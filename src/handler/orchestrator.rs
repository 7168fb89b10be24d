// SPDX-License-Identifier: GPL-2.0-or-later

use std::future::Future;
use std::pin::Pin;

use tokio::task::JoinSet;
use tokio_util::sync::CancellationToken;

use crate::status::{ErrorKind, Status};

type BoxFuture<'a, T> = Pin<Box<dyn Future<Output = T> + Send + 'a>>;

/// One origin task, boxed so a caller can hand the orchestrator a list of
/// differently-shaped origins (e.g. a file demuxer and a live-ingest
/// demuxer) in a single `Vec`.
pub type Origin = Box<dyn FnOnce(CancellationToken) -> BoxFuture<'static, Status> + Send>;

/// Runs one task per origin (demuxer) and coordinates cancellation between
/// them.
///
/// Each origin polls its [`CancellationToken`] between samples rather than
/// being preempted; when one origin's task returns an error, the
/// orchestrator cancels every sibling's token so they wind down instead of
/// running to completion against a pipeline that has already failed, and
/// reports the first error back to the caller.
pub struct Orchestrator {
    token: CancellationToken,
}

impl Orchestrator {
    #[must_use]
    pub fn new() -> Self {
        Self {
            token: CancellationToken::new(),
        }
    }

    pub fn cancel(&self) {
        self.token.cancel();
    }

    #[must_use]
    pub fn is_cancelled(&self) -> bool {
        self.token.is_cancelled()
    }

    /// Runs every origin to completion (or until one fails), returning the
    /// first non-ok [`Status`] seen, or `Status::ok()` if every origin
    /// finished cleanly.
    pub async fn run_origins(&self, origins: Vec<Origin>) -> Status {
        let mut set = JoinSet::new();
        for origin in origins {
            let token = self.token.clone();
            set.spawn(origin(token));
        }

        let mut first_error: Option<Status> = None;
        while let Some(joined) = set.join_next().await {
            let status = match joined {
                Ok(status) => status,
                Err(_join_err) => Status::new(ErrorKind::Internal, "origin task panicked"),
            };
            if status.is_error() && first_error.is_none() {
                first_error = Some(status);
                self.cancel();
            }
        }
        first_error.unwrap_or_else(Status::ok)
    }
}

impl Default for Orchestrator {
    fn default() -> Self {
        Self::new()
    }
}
==
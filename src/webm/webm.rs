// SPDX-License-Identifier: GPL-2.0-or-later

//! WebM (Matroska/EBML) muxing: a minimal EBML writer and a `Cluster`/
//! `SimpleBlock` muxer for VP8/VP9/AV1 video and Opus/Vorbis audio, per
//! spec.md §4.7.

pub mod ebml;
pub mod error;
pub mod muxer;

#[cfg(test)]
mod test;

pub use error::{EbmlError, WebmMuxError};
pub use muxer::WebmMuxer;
...
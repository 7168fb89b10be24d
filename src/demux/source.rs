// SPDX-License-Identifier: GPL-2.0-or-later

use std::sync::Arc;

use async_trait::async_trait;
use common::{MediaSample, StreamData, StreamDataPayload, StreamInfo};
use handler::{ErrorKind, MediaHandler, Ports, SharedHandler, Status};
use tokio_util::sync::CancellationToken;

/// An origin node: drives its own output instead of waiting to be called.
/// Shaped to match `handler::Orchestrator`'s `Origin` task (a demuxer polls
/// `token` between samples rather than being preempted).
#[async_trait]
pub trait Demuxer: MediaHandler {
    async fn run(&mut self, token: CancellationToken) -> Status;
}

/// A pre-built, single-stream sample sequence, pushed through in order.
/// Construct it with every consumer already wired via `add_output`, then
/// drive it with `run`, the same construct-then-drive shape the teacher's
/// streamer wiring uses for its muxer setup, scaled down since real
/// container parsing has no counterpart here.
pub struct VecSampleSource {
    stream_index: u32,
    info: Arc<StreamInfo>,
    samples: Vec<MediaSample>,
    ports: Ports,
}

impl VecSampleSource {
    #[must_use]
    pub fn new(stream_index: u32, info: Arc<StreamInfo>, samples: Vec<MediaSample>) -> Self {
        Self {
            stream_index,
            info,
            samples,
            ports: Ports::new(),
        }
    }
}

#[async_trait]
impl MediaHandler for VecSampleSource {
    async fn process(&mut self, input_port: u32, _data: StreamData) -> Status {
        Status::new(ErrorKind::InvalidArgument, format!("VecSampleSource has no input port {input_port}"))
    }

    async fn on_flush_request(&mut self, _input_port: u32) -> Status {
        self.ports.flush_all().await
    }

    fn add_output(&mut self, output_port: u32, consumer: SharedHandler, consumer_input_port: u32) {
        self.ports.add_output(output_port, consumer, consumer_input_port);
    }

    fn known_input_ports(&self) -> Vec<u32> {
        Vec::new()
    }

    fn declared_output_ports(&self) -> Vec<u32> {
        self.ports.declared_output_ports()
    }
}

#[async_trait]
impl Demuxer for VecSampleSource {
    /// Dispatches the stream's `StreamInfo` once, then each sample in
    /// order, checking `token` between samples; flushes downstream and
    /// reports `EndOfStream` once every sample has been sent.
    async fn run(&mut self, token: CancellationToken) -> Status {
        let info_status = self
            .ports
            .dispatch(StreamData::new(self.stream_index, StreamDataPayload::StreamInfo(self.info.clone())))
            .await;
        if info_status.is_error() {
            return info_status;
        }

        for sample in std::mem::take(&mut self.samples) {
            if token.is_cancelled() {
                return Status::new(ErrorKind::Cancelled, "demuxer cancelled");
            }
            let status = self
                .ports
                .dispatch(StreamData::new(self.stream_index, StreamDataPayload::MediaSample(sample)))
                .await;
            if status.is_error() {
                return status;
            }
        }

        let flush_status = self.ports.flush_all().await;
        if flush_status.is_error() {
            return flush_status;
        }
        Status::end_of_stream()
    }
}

= EXERCISE AIM =
Lines above with "completion" in them are the ones to copy.

= WRITTEN RESPONSE =
/// running to completion against a pipeline that has already failed, and
    /// Runs every origin to completion (or until one fails), returning the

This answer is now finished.